▸ **Record excerpts**:
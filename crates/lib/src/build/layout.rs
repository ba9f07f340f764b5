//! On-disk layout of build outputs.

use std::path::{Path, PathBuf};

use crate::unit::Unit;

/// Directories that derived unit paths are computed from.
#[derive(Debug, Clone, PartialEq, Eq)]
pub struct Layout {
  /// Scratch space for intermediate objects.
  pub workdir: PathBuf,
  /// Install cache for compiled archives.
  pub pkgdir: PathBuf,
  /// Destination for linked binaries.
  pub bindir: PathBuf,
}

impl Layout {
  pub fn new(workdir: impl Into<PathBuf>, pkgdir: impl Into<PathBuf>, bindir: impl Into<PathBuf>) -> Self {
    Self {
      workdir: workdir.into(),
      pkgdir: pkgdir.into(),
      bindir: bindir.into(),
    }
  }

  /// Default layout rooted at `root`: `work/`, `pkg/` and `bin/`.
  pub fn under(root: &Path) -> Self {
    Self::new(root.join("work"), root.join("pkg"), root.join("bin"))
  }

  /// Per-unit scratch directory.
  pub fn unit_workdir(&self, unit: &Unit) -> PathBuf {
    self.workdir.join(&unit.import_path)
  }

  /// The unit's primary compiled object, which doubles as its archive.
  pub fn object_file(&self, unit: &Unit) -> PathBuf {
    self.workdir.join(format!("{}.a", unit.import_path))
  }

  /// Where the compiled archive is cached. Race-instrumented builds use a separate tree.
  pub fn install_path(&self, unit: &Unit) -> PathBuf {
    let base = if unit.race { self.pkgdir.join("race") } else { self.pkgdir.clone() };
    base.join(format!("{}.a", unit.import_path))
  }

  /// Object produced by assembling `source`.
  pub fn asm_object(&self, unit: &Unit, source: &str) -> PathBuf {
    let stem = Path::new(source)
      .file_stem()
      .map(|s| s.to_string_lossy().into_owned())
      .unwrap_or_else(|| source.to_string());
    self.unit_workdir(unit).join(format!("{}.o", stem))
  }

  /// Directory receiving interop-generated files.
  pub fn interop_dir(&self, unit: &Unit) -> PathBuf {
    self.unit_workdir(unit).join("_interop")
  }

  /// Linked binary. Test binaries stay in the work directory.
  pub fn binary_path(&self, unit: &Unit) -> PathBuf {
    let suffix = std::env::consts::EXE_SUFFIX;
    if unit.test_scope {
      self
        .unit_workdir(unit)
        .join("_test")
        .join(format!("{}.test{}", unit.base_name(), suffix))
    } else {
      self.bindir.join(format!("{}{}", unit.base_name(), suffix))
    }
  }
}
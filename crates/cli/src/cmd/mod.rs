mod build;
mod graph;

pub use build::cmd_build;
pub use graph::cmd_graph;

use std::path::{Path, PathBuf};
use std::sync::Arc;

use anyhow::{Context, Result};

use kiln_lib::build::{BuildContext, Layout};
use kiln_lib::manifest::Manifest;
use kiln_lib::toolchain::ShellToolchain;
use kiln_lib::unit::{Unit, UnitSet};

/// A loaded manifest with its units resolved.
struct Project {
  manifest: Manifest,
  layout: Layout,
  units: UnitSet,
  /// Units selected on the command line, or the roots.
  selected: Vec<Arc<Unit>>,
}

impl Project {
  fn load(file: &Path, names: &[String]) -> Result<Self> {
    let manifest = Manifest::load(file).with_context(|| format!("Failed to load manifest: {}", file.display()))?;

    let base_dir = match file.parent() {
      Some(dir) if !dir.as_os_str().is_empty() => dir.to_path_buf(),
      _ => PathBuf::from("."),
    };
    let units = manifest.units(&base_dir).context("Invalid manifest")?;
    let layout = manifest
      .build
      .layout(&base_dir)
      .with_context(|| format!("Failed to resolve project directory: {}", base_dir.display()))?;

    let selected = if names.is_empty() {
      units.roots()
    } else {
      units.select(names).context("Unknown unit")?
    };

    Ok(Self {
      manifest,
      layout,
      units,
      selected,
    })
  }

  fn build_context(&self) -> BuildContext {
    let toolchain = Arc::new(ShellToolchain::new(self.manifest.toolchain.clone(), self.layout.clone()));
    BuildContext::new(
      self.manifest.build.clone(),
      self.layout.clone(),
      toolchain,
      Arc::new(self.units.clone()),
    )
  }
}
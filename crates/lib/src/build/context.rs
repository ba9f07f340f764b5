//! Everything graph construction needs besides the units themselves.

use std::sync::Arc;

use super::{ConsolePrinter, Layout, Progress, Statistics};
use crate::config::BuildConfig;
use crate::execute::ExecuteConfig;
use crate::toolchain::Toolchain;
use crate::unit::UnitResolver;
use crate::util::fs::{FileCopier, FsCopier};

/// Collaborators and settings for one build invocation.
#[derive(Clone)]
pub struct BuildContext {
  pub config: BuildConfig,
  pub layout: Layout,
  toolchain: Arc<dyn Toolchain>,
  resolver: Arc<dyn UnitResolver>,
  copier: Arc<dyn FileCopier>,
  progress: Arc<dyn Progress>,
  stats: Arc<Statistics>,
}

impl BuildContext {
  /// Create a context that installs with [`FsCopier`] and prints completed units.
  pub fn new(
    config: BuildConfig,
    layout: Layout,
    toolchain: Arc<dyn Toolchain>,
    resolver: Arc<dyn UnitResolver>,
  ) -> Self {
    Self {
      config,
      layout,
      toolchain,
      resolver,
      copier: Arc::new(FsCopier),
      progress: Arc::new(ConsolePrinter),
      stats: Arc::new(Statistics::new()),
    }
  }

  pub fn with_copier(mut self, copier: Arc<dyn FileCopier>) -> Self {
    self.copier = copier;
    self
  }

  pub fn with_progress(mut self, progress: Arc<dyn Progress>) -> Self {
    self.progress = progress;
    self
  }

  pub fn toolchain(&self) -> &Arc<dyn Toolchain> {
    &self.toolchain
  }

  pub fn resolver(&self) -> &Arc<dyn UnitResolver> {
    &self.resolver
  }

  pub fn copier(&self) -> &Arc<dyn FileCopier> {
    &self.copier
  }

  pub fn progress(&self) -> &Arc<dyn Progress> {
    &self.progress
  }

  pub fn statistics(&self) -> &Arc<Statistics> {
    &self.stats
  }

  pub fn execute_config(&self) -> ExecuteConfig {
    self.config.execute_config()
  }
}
--
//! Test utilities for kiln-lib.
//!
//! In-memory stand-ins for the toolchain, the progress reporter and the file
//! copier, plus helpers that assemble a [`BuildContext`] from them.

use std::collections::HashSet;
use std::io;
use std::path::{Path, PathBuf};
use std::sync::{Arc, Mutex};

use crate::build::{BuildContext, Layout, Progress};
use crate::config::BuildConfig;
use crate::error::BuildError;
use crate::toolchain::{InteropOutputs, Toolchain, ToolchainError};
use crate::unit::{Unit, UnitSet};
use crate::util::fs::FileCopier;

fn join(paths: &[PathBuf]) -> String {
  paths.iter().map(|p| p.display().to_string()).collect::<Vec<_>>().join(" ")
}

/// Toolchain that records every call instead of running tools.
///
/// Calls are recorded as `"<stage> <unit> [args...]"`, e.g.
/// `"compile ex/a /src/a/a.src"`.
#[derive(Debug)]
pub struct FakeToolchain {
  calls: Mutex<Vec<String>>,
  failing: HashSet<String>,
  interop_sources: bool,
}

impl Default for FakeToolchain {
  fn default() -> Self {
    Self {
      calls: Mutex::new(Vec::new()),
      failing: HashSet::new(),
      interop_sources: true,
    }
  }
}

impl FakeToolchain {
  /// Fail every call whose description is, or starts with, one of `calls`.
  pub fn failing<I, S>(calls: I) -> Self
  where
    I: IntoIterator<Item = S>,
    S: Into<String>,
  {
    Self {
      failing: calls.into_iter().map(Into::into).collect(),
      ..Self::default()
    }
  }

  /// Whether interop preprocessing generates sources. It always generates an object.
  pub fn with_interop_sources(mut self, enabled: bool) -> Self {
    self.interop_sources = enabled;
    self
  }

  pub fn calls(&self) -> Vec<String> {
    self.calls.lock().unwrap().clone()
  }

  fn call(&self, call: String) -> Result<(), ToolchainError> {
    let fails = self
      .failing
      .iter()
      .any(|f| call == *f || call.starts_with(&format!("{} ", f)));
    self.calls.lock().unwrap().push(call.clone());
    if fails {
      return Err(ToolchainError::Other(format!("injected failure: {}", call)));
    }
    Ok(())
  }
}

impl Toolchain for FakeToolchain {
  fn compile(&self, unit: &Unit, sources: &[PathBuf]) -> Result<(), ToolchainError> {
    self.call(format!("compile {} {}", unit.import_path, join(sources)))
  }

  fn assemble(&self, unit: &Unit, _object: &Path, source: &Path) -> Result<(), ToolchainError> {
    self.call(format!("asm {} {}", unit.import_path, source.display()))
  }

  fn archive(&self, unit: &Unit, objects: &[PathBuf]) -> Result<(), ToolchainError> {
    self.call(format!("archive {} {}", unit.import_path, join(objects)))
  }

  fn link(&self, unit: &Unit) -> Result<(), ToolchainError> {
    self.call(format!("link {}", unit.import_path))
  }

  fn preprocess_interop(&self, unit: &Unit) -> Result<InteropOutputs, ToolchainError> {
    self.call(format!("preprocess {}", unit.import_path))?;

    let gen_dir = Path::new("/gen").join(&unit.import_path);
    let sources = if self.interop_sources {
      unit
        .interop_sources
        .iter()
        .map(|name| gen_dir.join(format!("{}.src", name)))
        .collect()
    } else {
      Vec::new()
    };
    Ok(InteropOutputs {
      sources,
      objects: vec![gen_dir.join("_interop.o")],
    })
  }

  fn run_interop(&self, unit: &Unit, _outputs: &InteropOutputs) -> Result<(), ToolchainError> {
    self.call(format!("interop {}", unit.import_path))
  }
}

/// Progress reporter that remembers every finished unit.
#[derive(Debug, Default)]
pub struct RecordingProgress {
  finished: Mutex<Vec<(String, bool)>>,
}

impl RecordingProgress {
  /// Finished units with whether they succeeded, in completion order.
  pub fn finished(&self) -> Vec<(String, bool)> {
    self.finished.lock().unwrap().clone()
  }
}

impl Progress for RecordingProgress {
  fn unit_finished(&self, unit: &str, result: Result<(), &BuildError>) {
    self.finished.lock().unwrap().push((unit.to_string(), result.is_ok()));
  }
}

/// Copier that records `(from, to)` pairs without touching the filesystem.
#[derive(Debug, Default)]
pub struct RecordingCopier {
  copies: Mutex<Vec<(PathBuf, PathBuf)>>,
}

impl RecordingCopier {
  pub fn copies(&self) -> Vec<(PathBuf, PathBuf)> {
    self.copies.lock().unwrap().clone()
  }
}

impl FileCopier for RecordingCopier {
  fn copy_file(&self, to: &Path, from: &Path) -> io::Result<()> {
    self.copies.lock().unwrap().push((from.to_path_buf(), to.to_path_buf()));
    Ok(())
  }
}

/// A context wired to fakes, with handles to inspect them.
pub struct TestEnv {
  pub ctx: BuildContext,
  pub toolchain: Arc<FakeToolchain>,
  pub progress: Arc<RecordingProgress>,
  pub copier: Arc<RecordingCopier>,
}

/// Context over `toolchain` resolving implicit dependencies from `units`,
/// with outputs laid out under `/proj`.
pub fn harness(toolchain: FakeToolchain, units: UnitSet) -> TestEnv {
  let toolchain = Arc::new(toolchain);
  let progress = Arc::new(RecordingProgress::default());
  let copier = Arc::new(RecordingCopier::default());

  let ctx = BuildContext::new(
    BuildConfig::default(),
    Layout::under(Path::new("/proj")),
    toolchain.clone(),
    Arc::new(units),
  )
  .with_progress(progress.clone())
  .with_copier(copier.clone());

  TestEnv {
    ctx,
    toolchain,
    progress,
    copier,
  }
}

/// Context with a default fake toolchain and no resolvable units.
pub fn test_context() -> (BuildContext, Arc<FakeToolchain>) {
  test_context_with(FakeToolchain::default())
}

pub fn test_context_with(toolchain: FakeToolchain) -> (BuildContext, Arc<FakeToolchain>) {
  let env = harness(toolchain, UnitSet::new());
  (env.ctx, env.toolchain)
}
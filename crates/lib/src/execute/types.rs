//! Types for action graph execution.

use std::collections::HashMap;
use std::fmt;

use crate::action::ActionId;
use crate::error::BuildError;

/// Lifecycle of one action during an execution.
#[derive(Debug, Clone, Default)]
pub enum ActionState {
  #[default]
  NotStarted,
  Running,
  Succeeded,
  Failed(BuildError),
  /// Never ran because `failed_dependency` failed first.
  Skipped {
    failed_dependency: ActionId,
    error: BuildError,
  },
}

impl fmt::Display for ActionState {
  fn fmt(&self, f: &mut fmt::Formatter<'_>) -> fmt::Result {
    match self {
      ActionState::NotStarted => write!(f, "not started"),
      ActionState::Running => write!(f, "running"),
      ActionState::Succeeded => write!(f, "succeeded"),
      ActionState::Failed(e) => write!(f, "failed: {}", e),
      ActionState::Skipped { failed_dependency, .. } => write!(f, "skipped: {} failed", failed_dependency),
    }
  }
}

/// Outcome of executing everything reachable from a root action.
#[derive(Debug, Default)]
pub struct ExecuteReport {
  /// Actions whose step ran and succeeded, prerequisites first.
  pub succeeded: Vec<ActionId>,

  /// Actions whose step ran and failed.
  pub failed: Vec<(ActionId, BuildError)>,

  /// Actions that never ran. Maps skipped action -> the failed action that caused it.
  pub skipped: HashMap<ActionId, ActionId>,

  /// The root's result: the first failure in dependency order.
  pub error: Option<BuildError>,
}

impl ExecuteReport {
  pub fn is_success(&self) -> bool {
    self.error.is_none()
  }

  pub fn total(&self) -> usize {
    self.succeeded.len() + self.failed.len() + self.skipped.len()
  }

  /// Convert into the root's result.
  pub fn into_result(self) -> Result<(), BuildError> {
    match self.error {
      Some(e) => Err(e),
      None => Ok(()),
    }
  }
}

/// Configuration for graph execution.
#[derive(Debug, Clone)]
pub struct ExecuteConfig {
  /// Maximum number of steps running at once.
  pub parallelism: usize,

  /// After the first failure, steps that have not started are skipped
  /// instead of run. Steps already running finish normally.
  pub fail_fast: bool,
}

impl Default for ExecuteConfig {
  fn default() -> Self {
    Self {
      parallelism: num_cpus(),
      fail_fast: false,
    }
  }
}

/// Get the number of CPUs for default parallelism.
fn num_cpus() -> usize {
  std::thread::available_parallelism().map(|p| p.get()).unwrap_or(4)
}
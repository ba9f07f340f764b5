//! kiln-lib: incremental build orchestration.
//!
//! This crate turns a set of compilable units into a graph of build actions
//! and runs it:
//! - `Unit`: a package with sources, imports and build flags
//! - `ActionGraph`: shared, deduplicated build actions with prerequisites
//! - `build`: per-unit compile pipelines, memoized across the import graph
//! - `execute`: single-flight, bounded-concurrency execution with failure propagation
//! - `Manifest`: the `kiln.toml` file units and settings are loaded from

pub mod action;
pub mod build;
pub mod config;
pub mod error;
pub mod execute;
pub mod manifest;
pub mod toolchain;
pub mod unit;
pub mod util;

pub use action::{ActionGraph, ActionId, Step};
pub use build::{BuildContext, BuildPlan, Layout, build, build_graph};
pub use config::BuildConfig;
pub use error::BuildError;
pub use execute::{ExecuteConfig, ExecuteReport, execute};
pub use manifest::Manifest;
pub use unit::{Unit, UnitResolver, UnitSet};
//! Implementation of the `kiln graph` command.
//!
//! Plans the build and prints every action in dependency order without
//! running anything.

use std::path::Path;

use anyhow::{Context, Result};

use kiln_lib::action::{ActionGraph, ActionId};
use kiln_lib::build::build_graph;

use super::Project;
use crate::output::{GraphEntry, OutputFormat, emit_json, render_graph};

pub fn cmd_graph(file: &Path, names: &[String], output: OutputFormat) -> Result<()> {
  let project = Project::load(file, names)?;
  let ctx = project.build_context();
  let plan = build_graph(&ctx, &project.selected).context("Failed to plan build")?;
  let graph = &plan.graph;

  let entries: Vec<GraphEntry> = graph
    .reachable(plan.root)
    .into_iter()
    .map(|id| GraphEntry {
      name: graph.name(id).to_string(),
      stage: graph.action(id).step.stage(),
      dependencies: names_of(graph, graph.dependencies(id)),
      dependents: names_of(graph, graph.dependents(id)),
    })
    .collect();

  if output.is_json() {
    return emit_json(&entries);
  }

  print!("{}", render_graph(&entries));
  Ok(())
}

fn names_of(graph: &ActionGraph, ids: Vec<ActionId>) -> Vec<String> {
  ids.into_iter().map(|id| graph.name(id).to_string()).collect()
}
---
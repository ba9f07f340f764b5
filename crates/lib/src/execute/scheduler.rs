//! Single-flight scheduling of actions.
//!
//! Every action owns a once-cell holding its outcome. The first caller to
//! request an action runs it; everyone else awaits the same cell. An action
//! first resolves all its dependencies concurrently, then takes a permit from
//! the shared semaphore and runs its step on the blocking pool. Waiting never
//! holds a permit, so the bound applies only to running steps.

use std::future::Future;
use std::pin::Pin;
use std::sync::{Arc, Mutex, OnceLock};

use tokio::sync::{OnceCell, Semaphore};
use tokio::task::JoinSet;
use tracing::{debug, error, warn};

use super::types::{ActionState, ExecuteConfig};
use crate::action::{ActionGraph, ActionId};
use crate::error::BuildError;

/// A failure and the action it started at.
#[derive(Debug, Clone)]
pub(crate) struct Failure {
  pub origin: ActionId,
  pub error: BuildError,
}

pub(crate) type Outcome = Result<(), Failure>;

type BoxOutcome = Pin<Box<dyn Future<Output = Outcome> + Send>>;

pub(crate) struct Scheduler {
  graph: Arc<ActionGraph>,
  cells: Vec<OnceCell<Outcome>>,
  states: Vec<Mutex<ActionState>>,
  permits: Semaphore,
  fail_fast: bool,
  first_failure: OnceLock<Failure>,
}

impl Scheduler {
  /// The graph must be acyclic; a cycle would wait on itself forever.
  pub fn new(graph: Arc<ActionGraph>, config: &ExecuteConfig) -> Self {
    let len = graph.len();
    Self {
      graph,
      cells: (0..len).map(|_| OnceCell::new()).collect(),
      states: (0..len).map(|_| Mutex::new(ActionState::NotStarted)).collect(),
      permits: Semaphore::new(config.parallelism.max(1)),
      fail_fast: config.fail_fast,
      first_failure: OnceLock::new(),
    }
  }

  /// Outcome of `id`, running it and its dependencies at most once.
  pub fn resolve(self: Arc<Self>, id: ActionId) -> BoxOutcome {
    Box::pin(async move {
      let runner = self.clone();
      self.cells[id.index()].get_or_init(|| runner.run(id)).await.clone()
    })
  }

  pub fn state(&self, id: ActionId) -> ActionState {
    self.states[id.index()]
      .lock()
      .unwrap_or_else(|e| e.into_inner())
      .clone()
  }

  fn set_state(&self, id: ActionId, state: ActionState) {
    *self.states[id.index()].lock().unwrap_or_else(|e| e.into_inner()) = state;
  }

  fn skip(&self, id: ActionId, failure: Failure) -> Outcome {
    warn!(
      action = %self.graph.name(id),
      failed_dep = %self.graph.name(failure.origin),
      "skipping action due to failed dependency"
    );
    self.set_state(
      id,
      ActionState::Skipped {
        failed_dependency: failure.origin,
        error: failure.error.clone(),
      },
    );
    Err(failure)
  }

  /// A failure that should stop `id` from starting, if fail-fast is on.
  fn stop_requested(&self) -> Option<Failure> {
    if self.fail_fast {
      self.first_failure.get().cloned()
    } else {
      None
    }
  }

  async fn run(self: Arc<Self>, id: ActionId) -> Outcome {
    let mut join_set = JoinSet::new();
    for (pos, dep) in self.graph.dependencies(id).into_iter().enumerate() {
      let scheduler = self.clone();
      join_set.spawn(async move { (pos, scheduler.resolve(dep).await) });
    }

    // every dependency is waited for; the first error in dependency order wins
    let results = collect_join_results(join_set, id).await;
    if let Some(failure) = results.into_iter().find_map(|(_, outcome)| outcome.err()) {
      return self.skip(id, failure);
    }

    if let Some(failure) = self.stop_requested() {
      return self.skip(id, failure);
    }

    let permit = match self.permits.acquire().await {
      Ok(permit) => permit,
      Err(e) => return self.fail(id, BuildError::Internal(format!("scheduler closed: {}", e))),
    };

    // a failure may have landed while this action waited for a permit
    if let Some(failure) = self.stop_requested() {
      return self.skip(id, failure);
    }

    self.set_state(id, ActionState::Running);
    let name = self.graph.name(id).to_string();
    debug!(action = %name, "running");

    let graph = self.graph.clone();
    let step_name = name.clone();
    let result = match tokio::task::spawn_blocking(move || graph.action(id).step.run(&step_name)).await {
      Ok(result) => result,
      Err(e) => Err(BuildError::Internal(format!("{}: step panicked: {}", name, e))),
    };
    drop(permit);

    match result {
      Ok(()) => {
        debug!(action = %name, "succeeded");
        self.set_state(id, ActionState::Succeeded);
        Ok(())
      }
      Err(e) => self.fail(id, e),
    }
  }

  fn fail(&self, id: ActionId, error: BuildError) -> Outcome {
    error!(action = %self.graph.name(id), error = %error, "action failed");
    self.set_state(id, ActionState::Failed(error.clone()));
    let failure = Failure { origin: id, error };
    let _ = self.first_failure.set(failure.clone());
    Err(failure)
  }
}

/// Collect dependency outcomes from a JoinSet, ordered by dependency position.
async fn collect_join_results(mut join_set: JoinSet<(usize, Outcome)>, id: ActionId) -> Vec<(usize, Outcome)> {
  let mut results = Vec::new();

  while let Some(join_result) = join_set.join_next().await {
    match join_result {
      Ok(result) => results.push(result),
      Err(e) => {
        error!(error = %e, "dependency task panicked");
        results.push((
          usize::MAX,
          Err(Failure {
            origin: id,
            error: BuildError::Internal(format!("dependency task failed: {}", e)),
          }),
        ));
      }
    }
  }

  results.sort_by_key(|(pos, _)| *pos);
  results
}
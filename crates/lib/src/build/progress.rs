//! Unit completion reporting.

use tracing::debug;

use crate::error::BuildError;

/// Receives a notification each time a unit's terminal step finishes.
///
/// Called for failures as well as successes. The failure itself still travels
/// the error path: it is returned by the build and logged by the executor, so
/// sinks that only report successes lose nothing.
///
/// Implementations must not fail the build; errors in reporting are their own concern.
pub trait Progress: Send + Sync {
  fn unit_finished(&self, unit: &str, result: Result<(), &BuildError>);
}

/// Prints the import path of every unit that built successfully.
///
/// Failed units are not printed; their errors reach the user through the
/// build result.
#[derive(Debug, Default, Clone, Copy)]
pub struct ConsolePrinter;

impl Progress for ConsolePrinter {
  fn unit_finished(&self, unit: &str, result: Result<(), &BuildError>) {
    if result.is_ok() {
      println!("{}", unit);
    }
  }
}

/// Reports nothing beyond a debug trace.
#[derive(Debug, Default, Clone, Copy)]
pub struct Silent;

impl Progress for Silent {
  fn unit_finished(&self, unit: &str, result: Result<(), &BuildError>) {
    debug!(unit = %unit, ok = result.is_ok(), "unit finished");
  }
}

▸ **What is needed**: Report each line of the data that includes the string "match".

▸ **Answer section**:
    let base_dir = match file.parent() {
    match self {
    match self.error {
    let permit = match self.permits.acquire().await {
    let result = match tokio::task::spawn_blocking(move || graph.action(id).step.run(&step_name)).await {
    match result {
    match join_result {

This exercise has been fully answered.